Even in the Republican systems that emerged out of the Enlightenment, the premise that there must be a class of rulers and a class to be ruled is the established norm (the modification being that the ruler is approved first by the populace rather than chosen through nepotism). Totalitarian regimes are predicated on the assumption that humans are innately selfish and easily swayed by rival factions thus requiring a unitary executive that, through his singular and enlightened moral vision, will fashion social life in the public’s best interests. [1] State communism (as implemented by Joseph Stalin, Mao Zedong or Pol Pot) followed many of these totalitarian illusions and further assumed that human beings were infinitely malleable and thus able to be forged anew through “reeducation camps” that would benefit society by molding human will around the interests of the state. [2]

Only the political philosophy of anarchism assumes that human nature is basically rational and compassionate, leading to a just society through the free association and participation of all citizens. [3] Anarchy, while assumed by most people to be synonymous with chaos, is actually from the Greek root arkhos, or rulers, and is therefore defined simply as “no rulers.” Modern political classifications place anarchy as Libertarian Socialism, libertarian in the sense of limited or no government influence and socialist in the economic view of equitable distribution of resources and the direct confrontation of oppression.

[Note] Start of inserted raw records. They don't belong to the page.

//! Request text parser.
//!
//! Turns the loosely structured text of an HTTP cell or request document into
//! a [`ParsedRequest`]:
//!
//! ```text
//! # comments are ignored
//! POST {{baseUrl}}/users
//! Content-Type: application/json
//! Authorization: Bearer abcd********  # trailing comments are stripped
//!
//! {"name": "{{name}}"}
//! ```
//!
//! The request line is located by scanning every line for the shape
//! `METHOD http(s)://...` rather than taking the first non-empty line, so a
//! stray line such as `FOR data processing` above the request is never
//! mistaken for it.

pub mod error;

pub use error::FormatError;

use crate::models::{HttpMethod, ParsedRequest};
use crate::variables::VariableContext;
use once_cell::sync::Lazy;
use regex::Regex;

/// A line shaped like a request line: a whitelisted method followed by an
/// http(s) URL.
static REQUEST_LINE_REGEX: Lazy<Regex> = Lazy::new(|| {
    Regex::new(r"(?i)^\s*(?:GET|POST|PUT|DELETE|PATCH|HEAD|OPTIONS|TRACE)\s+https?://\S*")
        .expect("Failed to compile request line regex")
});

/// Matches an optional trailing protocol version token, e.g. `HTTP/1.1`.
static HTTP_VERSION_REGEX: Lazy<Regex> = Lazy::new(|| {
    Regex::new(r"^HTTP/\d+(?:\.\d+)?$").expect("Failed to compile HTTP version regex")
});

/// Parses request text after substituting variables from `variables`.
///
/// # Errors
///
/// Returns a [`FormatError`] when no request line can be found, when the
/// request line uses a method outside the whitelist, or when its URL is not
/// a valid absolute URL after substitution.
///
/// # Examples
///
/// ```
/// use api_notebook::parser::parse_request;
/// use api_notebook::variables::VariableContext;
///
/// let request = parse_request(
///     "GET https://api.example.com/users\nAuthorization: Bearer abc",
///     &VariableContext::new(),
/// ).unwrap();
///
/// assert_eq!(request.method.as_str(), "GET");
/// assert_eq!(request.headers["Authorization"], "Bearer abc");
/// assert!(request.body.is_none());
/// ```
pub fn parse_request(content: &str, variables: &VariableContext) -> Result<ParsedRequest, FormatError> {
    let substituted = variables.substitute(content);
    parse_substituted(&substituted)
}

/// Parses request text that has already had its variables substituted.
pub fn parse_substituted(content: &str) -> Result<ParsedRequest, FormatError> {
    let normalized = content.replace("\r\n", "\n");
    let lines: Vec<&str> = normalized.split('\n').collect();

    let request_idx = find_request_line(&lines)?;
    let (method, url) = parse_request_line(lines[request_idx], request_idx + 1)?;

    let mut request = ParsedRequest::new(method, url);
    let mut body_start = None;

    for (idx, line) in lines.iter().enumerate().skip(request_idx + 1) {
        let trimmed = line.trim();

        if trimmed.is_empty() {
            body_start = Some(idx + 1);
            break;
        }

        // A JSON body written directly under the headers
        if trimmed.starts_with('{') || trimmed.starts_with('[') {
            body_start = Some(idx);
            break;
        }

        if is_comment(trimmed) {
            continue;
        }

        match parse_header_line(trimmed) {
            Some((name, value)) => request.add_header(name, value),
            None => log::debug!("Ignoring malformed header line {}: '{}'", idx + 1, trimmed),
        }
    }

    if let Some(start) = body_start {
        request.body = extract_body(&lines[start.min(lines.len())..]);
    }

    Ok(request)
}

/// Finds the index of the request line.
///
/// Comment lines are skipped. The first line shaped like a request line wins;
/// if there is none, the first remaining non-empty line is returned so that
/// [`parse_request_line`] can report what is wrong with it.
pub fn find_request_line(lines: &[&str]) -> Result<usize, FormatError> {
    let candidates = || {
        lines
            .iter()
            .enumerate()
            .filter(|(_, line)| {
                let trimmed = line.trim();
                !trimmed.is_empty() && !is_comment(trimmed)
            })
    };

    if let Some((idx, _)) = candidates().find(|(_, line)| REQUEST_LINE_REGEX.is_match(line)) {
        return Ok(idx);
    }

    candidates()
        .next()
        .map(|(idx, _)| idx)
        .ok_or(FormatError::NoRequestLine)
}

/// Parses a request line into its method and URL.
///
/// The line is split on whitespace: the first token is the method, the second
/// the URL. A trailing `HTTP/x.y` token is accepted and ignored.
pub fn parse_request_line(line: &str, line_num: usize) -> Result<(HttpMethod, String), FormatError> {
    let trimmed = line.trim();
    let mut tokens = trimmed.split_whitespace();

    let method_token = tokens.next().ok_or(FormatError::NoRequestLine)?;
    let url = tokens.next().ok_or_else(|| FormatError::MissingUrl {
        content: trimmed.to_string(),
        line: line_num,
    })?;

    if let Some(extra) = tokens.next() {
        if !HTTP_VERSION_REGEX.is_match(extra) {
            log::debug!("Ignoring trailing token '{}' on request line {}", extra, line_num);
        }
    }

    let method = HttpMethod::from_str(method_token).ok_or_else(|| FormatError::InvalidMethod {
        method: method_token.to_string(),
        line: line_num,
    })?;

    url::Url::parse(url).map_err(|e| FormatError::InvalidUrl {
        url: url.to_string(),
        line: line_num,
        reason: e.to_string(),
    })?;

    Ok((method, url.to_string()))
}

/// Splits a `Name: value` header line.
///
/// A trailing comment introduced by ` #` is stripped from the value.
pub fn parse_header_line(line: &str) -> Option<(String, String)> {
    let (name, value) = line.split_once(':')?;
    let name = name.trim();
    if name.is_empty() || name.contains(char::is_whitespace) {
        return None;
    }

    Some((name.to_string(), strip_inline_comment(value).trim().to_string()))
}

/// Removes a trailing ` #` comment from a header value.
pub fn strip_inline_comment(value: &str) -> &str {
    match value.find(" #") {
        Some(pos) => &value[..pos],
        None => value,
    }
}

/// Joins the non-empty body lines with newlines.
///
/// Returns `None` when no non-empty line remains.
pub fn extract_body(lines: &[&str]) -> Option<String> {
    let body_lines: Vec<&str> = lines
        .iter()
        .copied()
        .filter(|line| !line.trim().is_empty())
        .collect();

    if body_lines.is_empty() {
        None
    } else {
        Some(body_lines.join("\n"))
    }
}

fn is_comment(trimmed: &str) -> bool {
    trimmed.starts_with('#') || trimmed.starts_with("//")
}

This makes anarchy a fusion of conservative and liberal ideals; a combination of Ronald Reagan or Ron Paul’s vision that government should be drowned in its own bathwater with the revolutionary action inherent in social justice movements from Thomas Paine and Daniel Shays to Malcolm X and Cesar Chavez. Anarchism has many forms, but advocates generally agree that an anarchist society should consist of nonhierarchical free association, self-government, workers councils (rather than bosses), participatory economics and environmental sustainability. But is such a seemingly utopian ideal consistent with a modern understanding of human nature?

According to Noam Chomsky, international bestselling author of Hegemony or Survival, "In this possibly terminal phase of human existence, democracy and freedom are more than just ideals to be valued - they may be essential to survival." The human experiment is at a crucial turning point where we have within our power the ability to choose whether we continue towards inevitable self-destruction or reconsider our actions and move towards a vision of human freedom and sustainability. As we move towards this vision it is important that we inform ourselves of our evolutionary history, of previous experiments that species have engaged in during our collective legacy.

If we are to avoid the fate of 99.99% of life on this planet (as most species that have ever existed in our 4.6 billion year history are now extinct) we must use our creativity and our wisdom to re-imagine what it means to be human and what it means to interact with our environment. We are the first species to ever be conscious of our own potential extinction. This is a source of optimism rather than despair, for while our creativity and innovation are the roots of our own destruction they are also the wellspring of a new world that merely awaits our ability to imagine.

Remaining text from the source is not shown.